■ **Problem to work on**:
From the first line of the data below, repeat each line exactly until you reach the line with "pub fn default_channel_addr()"; include that line too.

■ **Records to use**:

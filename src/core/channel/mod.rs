// ─── Single-Instance Channel ───
// Arbitrates which launcher process is "primary" and relays secondary
// invocations' arguments to it. The claim is a loopback TCP bind on a
// well-known port: whoever holds the listener is primary; everyone
// else forwards their argv as one JSON message and exits.

use std::net::SocketAddr;

use tokio::io::{AsyncReadExt, AsyncWriteExt};
use tokio::net::{TcpListener, TcpStream};
use tokio::sync::mpsc;
use tracing::{debug, info, warn};

use crate::core::error::{LauncherError, LauncherResult};

/// Well-known loopback port the claim lives on.
pub const DEFAULT_CHANNEL_PORT: u16 = 47615;

const QUEUE_DEPTH: usize = 32;

pub fn default_channel_addr() -> SocketAddr {
    SocketAddr::from(([127, 0, 0, 1], DEFAULT_CHANNEL_PORT))
}

/// Outcome of the startup claim.
pub enum InstanceRole {
    /// This process owns the launcher identity; drain the queue.
    Primary(PrimaryChannel),
    /// Arguments were handed to the running primary; exit with success.
    Secondary,
}

/// The primary side: an ordered queue of forwarded argv payloads.
pub struct PrimaryChannel {
    messages: mpsc::Receiver<Vec<String>>,
    local_addr: SocketAddr,
}

impl PrimaryChannel {
    /// Next forwarded invocation, in arrival order. `None` only if the
    /// listener task died.
    pub async fn recv(&mut self) -> Option<Vec<String>> {
        self.messages.recv().await
    }

    pub fn local_addr(&self) -> SocketAddr {
        self.local_addr
    }
}

/// Claim the channel or hand our arguments to whoever holds it.
///
/// Bind succeeds → we are primary and the accept loop starts. Bind
/// fails → connect as a client and forward `args`. If the connect also
/// fails (primary crashed mid-claim, stale socket) one re-claim attempt
/// is made before giving up with `ChannelUnavailable`.
pub async fn claim_or_forward(addr: SocketAddr, args: &[String]) -> LauncherResult<InstanceRole> {
    match try_claim(addr).await {
        Ok(primary) => return Ok(InstanceRole::Primary(primary)),
        Err(e) => debug!("Channel claim failed ({}), trying to forward", e),
    }

    match forward(addr, args).await {
        Ok(()) => {
            info!("Forwarded {} argument(s) to the running primary", args.len());
            return Ok(InstanceRole::Secondary);
        }
        Err(e) => warn!("Forward to primary failed ({}), reclaiming", e),
    }

    // Stale claim: the holder is gone but the bind may now succeed.
    match try_claim(addr).await {
        Ok(primary) => Ok(InstanceRole::Primary(primary)),
        Err(e) => Err(LauncherError::ChannelUnavailable(e.to_string())),
    }
}

async fn try_claim(addr: SocketAddr) -> std::io::Result<PrimaryChannel> {
    let listener = TcpListener::bind(addr).await?;
    let local_addr = listener.local_addr()?;
    info!("Claimed instance channel at {}", local_addr);

    let (tx, rx) = mpsc::channel(QUEUE_DEPTH);
    tokio::spawn(accept_loop(listener, tx));

    Ok(PrimaryChannel {
        messages: rx,
        local_addr,
    })
}

/// Single-threaded acceptance loop. Each connection carries exactly one
/// argv payload and is read to completion before the next accept, so
/// messages enter the queue in arrival order.
async fn accept_loop(listener: TcpListener, tx: mpsc::Sender<Vec<String>>) {
    loop {
        let (mut stream, peer) = match listener.accept().await {
            Ok(conn) => conn,
            Err(e) => {
                warn!("Channel accept error: {}", e);
                tokio::time::sleep(std::time::Duration::from_millis(100)).await;
                continue;
            }
        };

        let mut payload = Vec::new();
        if let Err(e) = stream.read_to_end(&mut payload).await {
            warn!("Channel read error from {}: {}", peer, e);
            continue;
        }

        match serde_json::from_slice::<Vec<String>>(&payload) {
            Ok(args) => {
                debug!("Received {} forwarded argument(s) from {}", args.len(), peer);
                if tx.send(args).await.is_err() {
                    // Consumer gone; the primary is shutting down.
                    return;
                }
            }
            Err(e) => warn!("Discarding malformed channel message from {}: {}", peer, e),
        }
    }
}

async fn forward(addr: SocketAddr, args: &[String]) -> LauncherResult<()> {
    let mut stream = TcpStream::connect(addr)
        .await
        .map_err(|e| LauncherError::ChannelUnavailable(e.to_string()))?;

    let payload = serde_json::to_vec(&args)?;
    stream
        .write_all(&payload)
        .await
        .map_err(|e| LauncherError::ChannelUnavailable(e.to_string()))?;
    stream
        .shutdown()
        .await
        .map_err(|e| LauncherError::ChannelUnavailable(e.to_string()))?;

    Ok(())
}

#[cfg(test)]
mod tests {
    use super::*;

    fn ephemeral_addr() -> SocketAddr {
        SocketAddr::from(([127, 0, 0, 1], 0))
    }

    #[tokio::test]
    async fn second_invocation_becomes_secondary_and_forwards_args() {
        let role = claim_or_forward(ephemeral_addr(), &[]).await.unwrap();
        let mut primary = match role {
            InstanceRole::Primary(p) => p,
            InstanceRole::Secondary => panic!("first claim must be primary"),
        };

        let args = vec!["vanguard://import-profile/abc".to_string()];
        let second = claim_or_forward(primary.local_addr(), &args).await.unwrap();
        assert!(matches!(second, InstanceRole::Secondary));

        let received = primary.recv().await.unwrap();
        assert_eq!(received, args);
    }

    #[tokio::test]
    async fn forwarded_messages_arrive_in_order() {
        let role = claim_or_forward(ephemeral_addr(), &[]).await.unwrap();
        let mut primary = match role {
            InstanceRole::Primary(p) => p,
            InstanceRole::Secondary => panic!("first claim must be primary"),
        };
        let addr = primary.local_addr();

        for i in 0..5 {
            forward(addr, &[format!("arg-{i}")]).await.unwrap();
        }

        for i in 0..5 {
            assert_eq!(primary.recv().await.unwrap(), vec![format!("arg-{i}")]);
        }
    }

    #[tokio::test]
    async fn malformed_messages_are_dropped_not_fatal() {
        let role = claim_or_forward(ephemeral_addr(), &[]).await.unwrap();
        let mut primary = match role {
            InstanceRole::Primary(p) => p,
            InstanceRole::Secondary => panic!("first claim must be primary"),
        };
        let addr = primary.local_addr();

        let mut stream = TcpStream::connect(addr).await.unwrap();
        stream.write_all(b"not json").await.unwrap();
        stream.shutdown().await.unwrap();
        drop(stream);

        // The queue still works for well-formed traffic afterwards.
        forward(addr, &["ok".to_string()]).await.unwrap();
        assert_eq!(primary.recv().await.unwrap(), vec!["ok".to_string()]);
    }

    #[tokio::test]
    async fn forwarding_to_a_dead_port_reports_channel_unavailable() {
        // Grab and release a port so nothing is listening on it.
        let listener = TcpListener::bind(ephemeral_addr()).await.unwrap();
        let addr = listener.local_addr().unwrap();
        drop(listener);

        let err = forward(addr, &["x".to_string()]).await.unwrap_err();
        assert!(matches!(err, LauncherError::ChannelUnavailable(_)));
    }
}
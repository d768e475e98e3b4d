// ─── Connection Validator ───
// Pure decision function: is this loadout legal on that server?
// Never mutates either side.

use serde::{Deserialize, Serialize};

use crate::core::error::{LauncherError, LauncherResult};
use crate::core::server::Server;

/// The slice of externally-owned loadout data the validator needs:
/// which gated capabilities the loadout relies on.
#[derive(Debug, Clone, Serialize, Deserialize)]
pub struct Loadout {
    pub name: String,
    /// Uses advanced-ruleset items.
    pub uses_advanced: bool,
    /// Uses the heavy weapon class.
    pub uses_heavy_weapons: bool,
}

/// Check `loadout` against the capability flags `server` declares.
///
/// Failure carries a human-readable reason naming the disallowed
/// capability so the UI can surface something actionable.
pub fn validate_loadout(loadout: &Loadout, server: &Server) -> LauncherResult<()> {
    if loadout.uses_advanced && !server.allow_advanced {
        return Err(LauncherError::ValidationRejected(format!(
            "loadout '{}' uses advanced-ruleset items, which {} does not allow",
            loadout.name, server.address
        )));
    }

    if loadout.uses_heavy_weapons && !server.allow_heavy_weapons {
        return Err(LauncherError::ValidationRejected(format!(
            "loadout '{}' uses the heavy weapon class, which {} does not allow",
            loadout.name, server.address
        )));
    }

    Ok(())
}

#[cfg(test)]
mod tests {
    use super::*;
    use crate::core::server::{ServerAddress, ServerAnnouncement};

    fn server(allow_advanced: bool, allow_heavy_weapons: bool) -> Server {
        Server::from(ServerAnnouncement {
            address: ServerAddress::new("test.example.net", 7777),
            display_name: "Test".into(),
            region: "NA".into(),
            hidden: None,
            allow_advanced,
            allow_heavy_weapons,
            is_default: false,
        })
    }

    #[test]
    fn advanced_loadout_rejected_by_restricted_server() {
        let loadout = Loadout {
            name: "raider".into(),
            uses_advanced: true,
            uses_heavy_weapons: false,
        };

        let err = validate_loadout(&loadout, &server(false, true)).unwrap_err();
        match err {
            LauncherError::ValidationRejected(reason) => {
                assert!(reason.contains("advanced"));
                assert!(reason.contains("raider"));
            }
            other => panic!("unexpected error: {other}"),
        }
    }

    #[test]
    fn heavy_weapons_rejected_when_disallowed() {
        let loadout = Loadout {
            name: "gunner".into(),
            uses_advanced: false,
            uses_heavy_weapons: true,
        };

        let err = validate_loadout(&loadout, &server(true, false)).unwrap_err();
        assert!(matches!(err, LauncherError::ValidationRejected(r) if r.contains("heavy")));
    }

    #[test]
    fn permissive_server_accepts_everything() {
        let loadout = Loadout {
            name: "anything".into(),
            uses_advanced: true,
            uses_heavy_weapons: true,
        };

        assert!(validate_loadout(&loadout, &server(true, true)).is_ok());
    }
}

■ **Answer to the exercise**:
filename src/core/channel/mod.rs
// ─── Single-Instance Channel ───
// Arbitrates which launcher process is "primary" and relays secondary
// invocations' arguments to it. The claim is a loopback TCP bind on a
// well-known port: whoever holds the listener is primary; everyone
// else forwards their argv as one JSON message and exits.

use std::net::SocketAddr;

use tokio::io::{AsyncReadExt, AsyncWriteExt};
use tokio::net::{TcpListener, TcpStream};
use tokio::sync::mpsc;
use tracing::{debug, info, warn};

use crate::core::error::{LauncherError, LauncherResult};

/// Well-known loopback port the claim lives on.
pub const DEFAULT_CHANNEL_PORT: u16 = 47615;

const QUEUE_DEPTH: usize = 32;

pub fn default_channel_addr() -> SocketAddr {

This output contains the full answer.